## What is expected:
Check each line of the data for "bool", then give the number of lines that have it, without any other words.

## Listed records:

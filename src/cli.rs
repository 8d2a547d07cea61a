//! Command-line front-end.
//!
//! Resolves the monitored directory (the user's Downloads folder by
//! default) and the rules document, prints the active rules, and runs the
//! monitor. Process supervision (services, init systems) is expected to
//! wrap this or drive [`Monitor`](crate::monitor::Monitor) directly.

use crate::monitor::{Monitor, MonitorConfig};
use crate::report::ConsoleReporter;
use crate::rules::{self, RuleTable};
use clap::Parser;
use colored::*;
use std::path::PathBuf;
use std::sync::Arc;

#[derive(Debug, Parser)]
#[command(
    name = "tidywatch",
    version,
    about = "Watch a folder and sort new files into place by extension"
)]
pub struct Cli {
    /// Directory to watch. Defaults to the user's Downloads folder.
    pub directory: Option<PathBuf>,

    /// Rules file to use. Defaults to ./file_rules.json, then the user
    /// config directory.
    #[arg(short, long, value_name = "FILE")]
    pub config: Option<PathBuf>,

    /// Print the active organization rules and exit.
    #[arg(long)]
    pub rules: bool,

    /// Use platform file-system events instead of polling.
    #[arg(long)]
    pub events: bool,

    /// Disable live reloading of the rules file.
    #[arg(long)]
    pub no_reload: bool,
}

/// Run the CLI application.
///
/// # Examples
///
/// ```no_run
/// use clap::Parser;
/// use tidywatch::cli::{Cli, run_cli};
///
/// let cli = Cli::parse_from(["tidywatch", "--rules"]);
/// if let Err(e) = run_cli(cli) {
///     eprintln!("Error: {}", e);
/// }
/// ```
pub fn run_cli(cli: Cli) -> Result<(), String> {
    let home = dirs::home_dir().ok_or("could not determine the home directory")?;
    let directory = cli.directory.unwrap_or_else(|| home.join("Downloads"));
    let source = rules::resolve_source(cli.config.as_deref());

    let table = match RuleTable::load(&source) {
        Ok(table) => table,
        Err(e) => {
            eprintln!(
                "{} Could not load rules from {}: {}",
                "⚠".yellow(),
                source.display(),
                e
            );
            eprintln!("Using built-in default rules.");
            RuleTable::default()
        }
    };

    print_rules(&table);

    if cli.rules {
        return Ok(());
    }

    let config = MonitorConfig {
        directory,
        dest_root: home,
        rule_source: source,
        use_events: cli.events,
        reload: !cli.no_reload,
    };

    let mut monitor =
        Monitor::new(config, table, Arc::new(ConsoleReporter)).map_err(|e| e.to_string())?;
    monitor.run();

    Ok(())
}

/// Print the rule table grouped by destination folder.
pub fn print_rules(table: &RuleTable) {
    println!("{}", "File organization rules:".bold());
    for (folder, extensions) in table.rules_by_folder() {
        println!("  {}", folder.cyan());
        println!("    {}", extensions.join(", "));
    }
    println!("  {}", table.default_folder().cyan());
    println!("    all other file types");
}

## Written solution:
3